Given records:
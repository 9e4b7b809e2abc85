/*
 * Copyright (c) 2024. Govcraft
 *
 * Licensed under either of
 *   * Apache License, Version 2.0 (the "License");
 *     you may not use this file except in compliance with the License.
 *     You may obtain a copy of the License at http://www.apache.org/licenses/LICENSE-2.0
 *   * MIT license: http://opensource.org/licenses/MIT
 *
 * Unless required by applicable law or agreed to in writing, software
 * distributed under the License is distributed on an "AS IS" BASIS,
 * WITHOUT WARRANTIES OR CONDITIONS OF ANY KIND, either express or implied.
 * See the applicable License for the specific language governing permissions and
 * limitations under that License.
 */

use crate::message::{Header, SmartPayload};

/// A header together with its payload, as handed over by a backend.
#[derive(Debug, Clone, PartialEq, Eq, Default)]
pub struct Message {
    header: Header,
    payload: SmartPayload,
}

impl Message {
    /// Creates a message.
    pub fn new(header: Header, payload: SmartPayload) -> Self {
        Self { header, payload }
    }

    /// The routing header.
    pub fn header(&self) -> &Header {
        &self.header
    }

    /// The payload.
    pub fn payload(&self) -> &SmartPayload {
        &self.payload
    }

    /// Splits the message into header and payload.
    pub fn into_parts(self) -> (Header, SmartPayload) {
        (self.header, self.payload)
    }
}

What needs to be done: All of the entries must be printed again exactly as given.

Finished task:
repository 9e4b7b809e2abc85
/*
 * Copyright (c) 2024. Govcraft
 *
 * Licensed under either of
 *   * Apache License, Version 2.0 (the "License");
 *     you may not use this file except in compliance with the License.
 *     You may obtain a copy of the License at http://www.apache.org/licenses/LICENSE-2.0
 *   * MIT license: http://opensource.org/licenses/MIT
 *
 * Unless required by applicable law or agreed to in writing, software
 * distributed under the License is distributed on an "AS IS" BASIS,
 * WITHOUT WARRANTIES OR CONDITIONS OF ANY KIND, either express or implied.
 * See the applicable License for the specific language governing permissions and
 * limitations under that License.
 */

use crate::message::{Header, SmartPayload};

/// A header together with its payload, as handed over by a backend.
#[derive(Debug, Clone, PartialEq, Eq, Default)]
pub struct Message {
    header: Header,
    payload: SmartPayload,
}

impl Message {
    /// Creates a message.
    pub fn new(header: Header, payload: SmartPayload) -> Self {
        Self { header, payload }
    }

    /// The routing header.
    pub fn header(&self) -> &Header {
        &self.header
    }

    /// The payload.
    pub fn payload(&self) -> &SmartPayload {
        &self.payload
    }

    /// Splits the message into header and payload.
    pub fn into_parts(self) -> (Header, SmartPayload) {
        (self.header, self.payload)
    }
}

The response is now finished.